Dataset entries:
>>>
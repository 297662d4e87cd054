mod actuators;
mod observers;

// Re-export test fixtures
pub use actuators::*;
pub use observers::*;
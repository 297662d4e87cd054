use std::{io, path::PathBuf};
use thiserror::Error;

use crate::resources::ConfigError;

#[derive(Error, Debug)]
pub enum SimError {
    #[error("I can't {0} unless I takeoff first!")]
    NotAirborne(String),

    #[error("Invalid argument for '{command}': {reason}")]
    InvalidArgument { command: String, reason: String },

    #[error("I can't tell which way to flip ('{0}'). Please use f, b, r, or l")]
    InvalidFlipDirection(String),

    #[error("File not found: {}", .0.display())]
    FileNotFound(PathBuf),

    #[error("Transport failure: {0}")]
    TransportFailure(String),

    #[error("Unknown command: {0}")]
    UnknownCommand(String),

    #[error("Command already registered: {0}")]
    DuplicateCommand(String),

    #[error("IO error: {0}")]
    Io(#[from] io::Error),

    #[error("Serialization error: {0}")]
    Json(#[from] serde_json::Error),

    #[error("Config error: {0}")]
    Config(#[from] ConfigError),

    #[error("Render error: {0}")]
    Render(String),
}

impl SimError {
    pub(crate) fn invalid_argument(command: &str, reason: impl Into<String>) -> Self {
        SimError::InvalidArgument {
            command: command.to_string(),
            reason: reason.into(),
        }
    }
}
<<<
▶ [Work instruction]
For each line of the entries that holds the word "crate", pull that line out.

▶ [Result for this task]
use crate::resources::ConfigError;
    pub(crate) fn invalid_argument(command: &str, reason: impl Into<String>) -> Self {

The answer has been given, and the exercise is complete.